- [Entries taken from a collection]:
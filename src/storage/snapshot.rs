// Snapshot codec: capacity-tagged, order-preserving encoding of cache contents
//
// Layout:
//   magic    "IPLC"
//   version  u16 LE
//   length   u64 LE (payload bytes)
//   checksum 32-byte BLAKE3 of the payload
//   payload  bincode(SnapshotRecord)
use std::hash::Hash;
use std::io::{Read, Write};

use bincode::Options;
use serde::de::DeserializeOwned;
use serde::{Deserialize, Serialize};
use tracing::debug;

use super::cache::{Pair, RecencyCache};
use crate::error::{CacheError, DecodeError, ValidationError};

pub const SNAPSHOT_MAGIC: [u8; 4] = *b"IPLC";
pub const SNAPSHOT_VERSION: u16 = 1;
pub const HEADER_LEN: usize = 4 + 2 + 8 + 32;

/// Everything a snapshot carries: the capacity and the entries, most
/// recently used first.
#[derive(Debug, Clone, PartialEq, Serialize, Deserialize)]
pub struct SnapshotRecord<K, V> {
    pub capacity: u64,
    pub entries: Vec<Pair<K, V>>,
}

fn wire_options() -> impl Options {
    bincode::DefaultOptions::new()
        .with_fixint_encoding()
        .reject_trailing_bytes()
}

/// Encode a record into a framed snapshot buffer.
pub fn encode<K: Serialize, V: Serialize>(record: &SnapshotRecord<K, V>) -> Result<Vec<u8>, CacheError> {
    let payload = wire_options().serialize(record).map_err(CacheError::Encode)?;

    let mut out = Vec::with_capacity(HEADER_LEN + payload.len());
    out.extend_from_slice(&SNAPSHOT_MAGIC);
    out.extend_from_slice(&SNAPSHOT_VERSION.to_le_bytes());
    out.extend_from_slice(&(payload.len() as u64).to_le_bytes());
    out.extend_from_slice(blake3::hash(&payload).as_bytes());
    out.extend_from_slice(&payload);
    Ok(out)
}

/// Decode a framed snapshot. Broken bytes yield [`DecodeError`], a record
/// whose capacity is unusable yields [`ValidationError`].
pub fn decode<K: DeserializeOwned, V: DeserializeOwned>(bytes: &[u8]) -> Result<SnapshotRecord<K, V>, CacheError> {
    if bytes.len() < HEADER_LEN {
        // Check what is there before blaming length, so random text reads as
        // "not a snapshot" rather than "short snapshot".
        if bytes.len() >= SNAPSHOT_MAGIC.len() && bytes[..4] != SNAPSHOT_MAGIC {
            return Err(DecodeError::BadMagic.into());
        }
        return Err(DecodeError::Truncated {
            expected: HEADER_LEN,
            actual: bytes.len(),
        }
        .into());
    }

    let (header, payload) = bytes.split_at(HEADER_LEN);
    if header[..4] != SNAPSHOT_MAGIC {
        return Err(DecodeError::BadMagic.into());
    }

    let version = u16::from_le_bytes([header[4], header[5]]);
    if version != SNAPSHOT_VERSION {
        return Err(DecodeError::UnsupportedVersion(version).into());
    }

    let mut len_bytes = [0u8; 8];
    len_bytes.copy_from_slice(&header[6..14]);
    let declared = u64::from_le_bytes(len_bytes);
    if declared > payload.len() as u64 {
        return Err(DecodeError::Truncated {
            expected: HEADER_LEN.saturating_add(declared as usize),
            actual: bytes.len(),
        }
        .into());
    }
    if declared != payload.len() as u64 {
        return Err(DecodeError::LengthMismatch {
            declared,
            actual: payload.len(),
        }
        .into());
    }

    if blake3::hash(payload).as_bytes() != &header[14..HEADER_LEN] {
        return Err(DecodeError::ChecksumMismatch.into());
    }

    let record: SnapshotRecord<K, V> = wire_options()
        .deserialize(payload)
        .map_err(DecodeError::Malformed)?;

    if record.capacity <= 1 {
        return Err(ValidationError::CapacityTooSmall(record.capacity).into());
    }
    if usize::try_from(record.capacity).is_err() {
        return Err(ValidationError::CapacityOverflow(record.capacity).into());
    }

    Ok(record)
}

/// Anything the persistence controller can turn into snapshot bytes.
pub trait SnapshotSource: Send + Sync + 'static {
    fn encode_snapshot(&self) -> Result<Vec<u8>, CacheError>;
}

impl<K, V> SnapshotSource for RecencyCache<K, V>
where
    K: Hash + Eq + Clone + Serialize + Send + Sync + 'static,
    V: Clone + Serialize + Send + Sync + 'static,
{
    fn encode_snapshot(&self) -> Result<Vec<u8>, CacheError> {
        self.export_bytes()
    }
}

impl<K, V> RecencyCache<K, V>
where
    K: Hash + Eq + Clone + Serialize,
    V: Clone + Serialize,
{
    /// Encode the current contents. The lock is only held while copying.
    pub fn export_bytes(&self) -> Result<Vec<u8>, CacheError> {
        let (capacity, entries) = self.snapshot();
        encode(&SnapshotRecord {
            capacity: capacity as u64,
            entries,
        })
    }

    /// Write a snapshot to `writer`. Recency is not affected.
    pub fn export<W: Write>(&self, mut writer: W) -> Result<(), CacheError> {
        let bytes = self.export_bytes()?;
        writer.write_all(&bytes)?;
        writer.flush()?;
        Ok(())
    }
}

impl<K, V> RecencyCache<K, V>
where
    K: Hash + Eq + DeserializeOwned,
    V: DeserializeOwned,
{
    /// Replace capacity and contents from snapshot bytes.
    ///
    /// Nothing changes unless the whole payload decodes and validates. A
    /// payload holding more entries than its capacity is cut back to the
    /// `capacity` most recent ones.
    pub fn import_bytes(&self, bytes: &[u8]) -> Result<(), CacheError> {
        let record: SnapshotRecord<K, V> = decode(bytes)?;
        let capacity = record.capacity as usize;
        let trimmed = self.replace(capacity, record.entries);
        if trimmed > 0 {
            debug!(capacity, trimmed, "snapshot held more entries than its capacity");
        }
        Ok(())
    }

    /// Read a whole snapshot from `reader` and import it.
    pub fn import<R: Read>(&self, mut reader: R) -> Result<(), CacheError> {
        let mut bytes = Vec::new();
        reader.read_to_end(&mut bytes)?;
        self.import_bytes(&bytes)
    }
}
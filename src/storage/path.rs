// Validation of the user-supplied snapshot path
use std::fs;
use std::io;
use std::path::{Path, PathBuf};

use crate::error::PathError;

const PROBE_PREFIX: &str = ".ipcache-probe-";

/// Check that `raw` names a file we could later write atomically.
///
/// - blank input returns `Ok(None)`: persistence is off, not broken
/// - the result is absolute with symlinks resolved; the file itself may
///   not exist yet
/// - the parent must exist, be a directory and accept a probe file
///
/// Nothing is created besides the short-lived probe.
pub fn validate_persistence_path(raw: &str) -> Result<Option<PathBuf>, PathError> {
    let raw = raw.trim();
    if raw.is_empty() {
        return Ok(None);
    }

    let absolute = make_absolute(Path::new(raw))?;
    let resolved = resolve_symlinks(&absolute)?;

    let parent = resolved
        .parent()
        .map(Path::to_path_buf)
        .ok_or_else(|| PathError::NoFileName(resolved.clone()))?;

    match fs::metadata(&parent) {
        Ok(meta) if meta.is_dir() => {}
        Ok(_) => return Err(PathError::ParentNotDirectory(parent)),
        Err(e) if e.kind() == io::ErrorKind::NotFound => {
            return Err(PathError::ParentMissing(parent))
        }
        Err(e) => return Err(PathError::Stat { path: parent, source: e }),
    }

    probe_writable(&parent)?;
    Ok(Some(resolved))
}

fn make_absolute(path: &Path) -> Result<PathBuf, PathError> {
    if path.is_absolute() {
        return Ok(path.to_path_buf());
    }
    let cwd = std::env::current_dir().map_err(PathError::Absolute)?;
    Ok(cwd.join(path))
}

fn resolve_symlinks(absolute: &Path) -> Result<PathBuf, PathError> {
    let parent = absolute
        .parent()
        .ok_or_else(|| PathError::NoFileName(absolute.to_path_buf()))?;

    match fs::canonicalize(absolute) {
        Ok(resolved) => Ok(resolved),
        Err(e) if e.kind() == io::ErrorKind::NotFound => {
            // The leaf may be new; resolve the parent chain only.
            let name = absolute
                .file_name()
                .ok_or_else(|| PathError::NoFileName(absolute.to_path_buf()))?;

            match fs::canonicalize(parent) {
                Ok(parent) => Ok(parent.join(name)),
                Err(e) if e.kind() == io::ErrorKind::NotFound => {
                    Err(PathError::ParentMissing(parent.to_path_buf()))
                }
                Err(source) => Err(not_a_directory(parent).unwrap_or(PathError::ResolveParent {
                    path: parent.to_path_buf(),
                    source,
                })),
            }
        }
        Err(source) => Err(not_a_directory(parent).unwrap_or(PathError::Resolve {
            path: absolute.to_path_buf(),
            source,
        })),
    }
}

fn not_a_directory(parent: &Path) -> Option<PathError> {
    match fs::metadata(parent) {
        Ok(meta) if !meta.is_dir() => Some(PathError::ParentNotDirectory(parent.to_path_buf())),
        _ => None,
    }
}

// Permission bits lie on some platforms, so actually create a file.
fn probe_writable(dir: &Path) -> Result<(), PathError> {
    let probe = tempfile::Builder::new()
        .prefix(PROBE_PREFIX)
        .tempfile_in(dir)
        .map_err(|source| PathError::NotWritable {
            path: dir.to_path_buf(),
            source,
        })?;

    probe.close().map_err(PathError::ProbeCleanup)
}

- [EXERCISE REQUIREMENTS]: Your reply must contain exactly the lines from the first line of the data through the line holding "out.extend_from_slice(&SNAPSHOT_VERSION.to_le_bytes());", and nothing more.

- [RESPONSE TO THIS EXERCISE]:
filename src/storage/snapshot.rs
// Snapshot codec: capacity-tagged, order-preserving encoding of cache contents
//
// Layout:
//   magic    "IPLC"
//   version  u16 LE
//   length   u64 LE (payload bytes)
//   checksum 32-byte BLAKE3 of the payload
//   payload  bincode(SnapshotRecord)
use std::hash::Hash;
use std::io::{Read, Write};

use bincode::Options;
use serde::de::DeserializeOwned;
use serde::{Deserialize, Serialize};
use tracing::debug;

use super::cache::{Pair, RecencyCache};
use crate::error::{CacheError, DecodeError, ValidationError};

pub const SNAPSHOT_MAGIC: [u8; 4] = *b"IPLC";
pub const SNAPSHOT_VERSION: u16 = 1;
pub const HEADER_LEN: usize = 4 + 2 + 8 + 32;

/// Everything a snapshot carries: the capacity and the entries, most
/// recently used first.
#[derive(Debug, Clone, PartialEq, Serialize, Deserialize)]
pub struct SnapshotRecord<K, V> {
    pub capacity: u64,
    pub entries: Vec<Pair<K, V>>,
}

fn wire_options() -> impl Options {
    bincode::DefaultOptions::new()
        .with_fixint_encoding()
        .reject_trailing_bytes()
}

/// Encode a record into a framed snapshot buffer.
pub fn encode<K: Serialize, V: Serialize>(record: &SnapshotRecord<K, V>) -> Result<Vec<u8>, CacheError> {
    let payload = wire_options().serialize(record).map_err(CacheError::Encode)?;

    let mut out = Vec::with_capacity(HEADER_LEN + payload.len());
    out.extend_from_slice(&SNAPSHOT_MAGIC);
    out.extend_from_slice(&SNAPSHOT_VERSION.to_le_bytes());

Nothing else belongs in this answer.